Questão 5: Deve-se utilizar mais do que um teste sorológico, e, em caso positivo, qual deve ser a sequência da testagem?

A evidência atual indica que a adição dos testes DGP-IgG, DGP-IgA ou AGA-IgA em relação a TGA-IgA raramente aumenta a sensibilidade após a exclusão de pacientes com níveis baixos de IgA total. A especificidade nitidamente diminui, especialmente nas crianças menores de 4 anos de idade, nas quais a positividade isolada da DPG ou AGA é um fenômeno comum transitório.  

O grupo de trabalho recomenda o teste para a realização da IgA sérica total e a TGA-IgA como rastreamento inicial nas crianças suspeitas de DC. Nos pacientes com níveis baixos de IgA sérica, um teste baseado na IgG (DGP, EMA ou TGA) deve ser realizado como um segundo passo. A testagem para anticorpos EMA, DGP ou AGA (IgG ou IgA) como um rastreamento inicial na prática clínica não está recomendado.

Questão 6: Qual o ponto de corte para a TGA-IgA (ULN ≥10x, 7x, 5x) pode ser estabelecido com segurança (valor preditivo positivo superior a 95%) para o diagnóstico da DC com omissão das biópsias?

Níveis séricos elevados de TGA-IgA ≥10x a ULN, prevê enteropatia Marsh 2 a 3, e devem ser utilizados como critério diagnóstico para a DC sem a realização de biópsias. Devido a variabilidade entre laboratórios e entre os testes, a confiabilidade dos níveis positivos de TGA-IgA menores que 10x a ULN é baixa, e como a TGA-IgG está mais inclinada para erros técnicos, estes critérios não são apropriados para a abordagem desprovida de biópsias.
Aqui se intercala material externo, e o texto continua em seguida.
//! Optipress Storage Library
//!
//! Storage abstraction for optimized outputs. Backends take a key and a
//! byte buffer and return the URL the file is served under. Keys use the
//! layout `optimized/{filename}` and `thumbnails/{filename}`; keys must
//! not contain `..` or a leading `/`.

pub mod local;
pub mod traits;

pub use local::LocalStorage;
pub use traits::{Storage, StorageError, StorageResult};
//! Tracing initialization.

use tracing_subscriber::{
    fmt::format::Format, layer::SubscriberExt, util::SubscriberInitExt, EnvFilter,
};

/// Initialize tracing with an env-filtered compact console layer.
pub fn init_telemetry() {
    let console_fmt = tracing_subscriber::fmt::layer().event_format(
        Format::default()
            .compact()
            .with_target(false)
            .without_time(),
    );

    tracing_subscriber::registry()
        .with(
            EnvFilter::try_from_default_env()
                .unwrap_or_else(|_| "optipress=debug,tower_http=debug".into()),
        )
        .with(console_fmt)
        .init();
}
//! Domain models and API response types.

use bytes::Bytes;
use serde::{Deserialize, Serialize};

/// Maximum width/height a resize may produce, preserving aspect ratio and
/// never upscaling beyond the source dimensions.
#[derive(Debug, Clone, Copy, PartialEq, Eq)]
pub struct BoundingBox {
    pub width: u32,
    pub height: u32,
}

impl BoundingBox {
    pub const fn new(width: u32, height: u32) -> Self {
        BoundingBox { width, height }
    }
}

/// One uploaded file, owned by a single optimizer invocation.
#[derive(Debug, Clone)]
pub struct UploadedImage {
    pub original_name: String,
    pub data: Bytes,
}

impl UploadedImage {
    pub fn new(original_name: impl Into<String>, data: Bytes) -> Self {
        UploadedImage {
            original_name: original_name.into(),
            data,
        }
    }

    pub fn size_bytes(&self) -> usize {
        self.data.len()
    }
}

/// Size budget and encoding parameters shared by every image in a batch.
#[derive(Debug, Clone, Copy)]
pub struct OptimizationTarget {
    /// Byte budget for the main output.
    pub max_bytes: usize,
    /// Bounding box for the main output.
    pub main_bounding_box: BoundingBox,
    /// Bounding box for the thumbnail variant.
    pub thumbnail_bounding_box: BoundingBox,
    /// Fixed quality for the thumbnail (single pass, no convergence).
    pub thumbnail_quality: u8,
    /// Quality the convergence loop starts from.
    pub initial_quality: u8,
    /// Quality decrement applied after each encode attempt.
    pub quality_step: u8,
    /// Exclusive lower bound for the loop condition. With the default step
    /// the last attempted quality is 15.
    pub quality_floor: u8,
}

impl OptimizationTarget {
    pub const DEFAULT_MAX_BYTES: usize = 100 * 1024;

    pub fn with_max_bytes(max_bytes: usize) -> Self {
        OptimizationTarget {
            max_bytes,
            ..Default::default()
        }
    }
}

impl Default for OptimizationTarget {
    fn default() -> Self {
        OptimizationTarget {
            max_bytes: Self::DEFAULT_MAX_BYTES,
            main_bounding_box: BoundingBox::new(1920, 1080),
            thumbnail_bounding_box: BoundingBox::new(350, 350),
            thumbnail_quality: 20,
            initial_quality: 80,
            quality_step: 5,
            quality_floor: 10,
        }
    }
}

/// The ordered unit of work for one request.
#[derive(Debug, Clone)]
pub struct BatchJob {
    pub images: Vec<UploadedImage>,
    pub target: OptimizationTarget,
}

impl BatchJob {
    pub fn new(images: Vec<UploadedImage>, target: OptimizationTarget) -> Self {
        BatchJob { images, target }
    }
}

/// Outcome of optimizing a single image. Buffers are handed to storage by
/// the caller; the core never keeps them.
#[derive(Debug, Clone)]
pub struct OptimizationResult {
    pub original_name: String,
    pub optimized: Bytes,
    pub thumbnail: Bytes,
    pub original_size: usize,
    pub optimized_size: usize,
    pub thumbnail_size: usize,
    /// optimized_size / original_size * 100, rounded to 2 decimal places.
    pub compression_ratio: f64,
    /// Per-image wall-clock seconds.
    pub processing_time: f64,
}

/// Per-image entry in the HTTP response.
#[derive(Debug, Clone, Serialize, Deserialize)]
#[serde(rename_all = "camelCase")]
pub struct OptimizedImageResponse {
    pub original_name: String,
    pub optimized_url: String,
    pub thumbnail_url: String,
    pub original_size: usize,
    pub optimized_size: usize,
    pub thumbnail_size: usize,
    /// Two-decimal string, e.g. "42.17".
    pub compression_ratio: String,
    /// Two-decimal string of seconds.
    pub processing_time: String,
}

/// Aggregate HTTP response for one batch.
#[derive(Debug, Clone, Serialize, Deserialize)]
#[serde(rename_all = "camelCase")]
pub struct OptimizeResponse {
    pub message: String,
    pub results: Vec<OptimizedImageResponse>,
    /// End-to-end wall-clock seconds across the whole batch, two decimals.
    pub total_processing_time: String,
}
O grupo de trabalho recomenda, para o diagnóstico da DC sem biópsias, a obrigatoriedade de que os níveis séricos da TGA-IgA ≥10x a ULN seja levada em consideração. Somente testes do anticorpo com o cálculo da curva utilizando um calibrador próprio e demonstrando o valor de ≥10x a ULN, dentro do seu alcance de mensuração deve ser utilizado. O grupo de trabalho manifesta-se ser contrário a omissão de biópsias nos casos de deficiência sérica de IgA, mesmo quando os testes sorológicos IgG mostrarem-se positivos.

Questão 7:  A testagem do EMA-IgA faz-se necessária em todos os casos para o diagnóstico da DC sem biópsias?
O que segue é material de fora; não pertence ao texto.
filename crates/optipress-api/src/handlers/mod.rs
pub mod optimize;
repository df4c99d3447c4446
//! Server startup and graceful shutdown

use anyhow::Result;
use axum::Router;
use optipress_core::Config;

/// Start the server with graceful shutdown
pub async fn start_server(config: &Config, app: Router) -> Result<()> {
    let addr = format!("0.0.0.0:{}", config.server_port);
    tracing::info!(addr = %addr, "Starting server");

    let listener = tokio::net::TcpListener::bind(&addr).await?;

    tracing::info!(
        max_workers = config.max_workers,
        default_target_size_bytes = config.default_target_size_bytes,
        batch_deadline_secs = config.batch_deadline_secs,
        max_file_size_mb = config.max_file_size_bytes / 1024 / 1024,
        storage_path = %config.storage_path,
        "Server ready and accepting connections"
    );

    axum::serve(listener, app)
        .with_graceful_shutdown(shutdown_signal())
        .await?;

    Ok(())
}

/// Signal handler for graceful shutdown
///
/// Listens for Ctrl+C (SIGINT) and SIGTERM signals to initiate graceful
/// shutdown.
///
/// # Panics
/// - Panics if Ctrl+C signal handler cannot be installed (unrecoverable system error)
/// - On Unix systems, panics if SIGTERM signal handler cannot be installed (unrecoverable system error)
async fn shutdown_signal() {
    let ctrl_c = async {
        tokio::signal::ctrl_c()
            .await
            .expect("Failed to install Ctrl+C handler");
    };

    #[cfg(unix)]
    let terminate = async {
        tokio::signal::unix::signal(tokio::signal::unix::SignalKind::terminate())
            .expect("Failed to install signal handler")
            .recv()
            .await;
    };

    #[cfg(not(unix))]
    let terminate = std::future::pending::<()>();

    tokio::select! {
        _ = ctrl_c => {
            tracing::info!("Received Ctrl+C signal");
        },
        _ = terminate => {
            tracing::info!("Received terminate signal");
        },
    }

    tracing::info!("Shutting down gracefully...");
}
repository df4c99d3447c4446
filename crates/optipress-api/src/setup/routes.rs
//! Route configuration and setup

use crate::handlers;
use crate::state::AppState;
use axum::{extract::DefaultBodyLimit, routing::post, Router};
use optipress_core::Config;
use std::path::PathBuf;
use std::sync::Arc;
use tower_http::limit::RequestBodyLimitLayer;
use tower_http::services::ServeDir;
use tower_http::trace::TraceLayer;

/// Build the application router.
///
/// Optimized outputs and thumbnails are served straight off the storage
/// root, matching the URLs the optimize handler hands out.
pub fn build_router(config: &Config, state: Arc<AppState>) -> Router {
    let storage_root = PathBuf::from(&config.storage_path);

    Router::new()
        .route("/optimize", post(handlers::optimize::optimize_images))
        .nest_service(
            "/optimized",
            ServeDir::new(storage_root.join("optimized")),
        )
        .nest_service(
            "/thumbnails",
            ServeDir::new(storage_root.join("thumbnails")),
        )
        .layer(RequestBodyLimitLayer::new(config.max_file_size_bytes))
        .layer(DefaultBodyLimit::disable())
        .layer(TraceLayer::new_for_http())
        .with_state(state)
}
Embora altos títulos TGA-IgA ≥10x a ULN sejam raros nas crianças com histologia duodenal normal, um resultado EMA-IgA positivo, posteriormente realizado, irá diminuir significativamente a taxa de resultados falso-positivos.

O grupo de trabalho recomenda que em crianças com TGA-IgA ≥10x a ULN, e com o consentimento dos pais/paciente para a abordagem não biópsias, o diagnóstico de DC de ser confirmado com um teste positivo EMA -IgA, em uma segunda amostra sanguínea.

Biópsia
Questão 8:  Qual é a variabilidade inter e intra observadores a respeito do resultado histopatológico para o diagnóstico da DC nas biópsias duodenais e do bulbo? Qual o grau de lesão é considerado para DC não tratada? Biópsia do bulbo duodenal aumenta a taxa de detecção de DC? Faz-se necessária a referência de um patologista experimentado na prática clínica?

A variabilidade inter-observador, com relação à graduação das lesões histopatológicas do intestino delgado é elevada, o que indica que a histopatologia não pode ser utilizada como um único padrão de referência.  Uma taxa mais alta de detecção da DC pode ser alcançada com múltiplas amostras duodenais, incluindo pelo menos uma do bulbo. A leitura histopatológica pode ser aperfeiçoada pela validação de procedimentos operacionais padronizados. Biópsias de baixa qualidade ou com orientação incorreta não são apropriadas para o diagnóstico da DC.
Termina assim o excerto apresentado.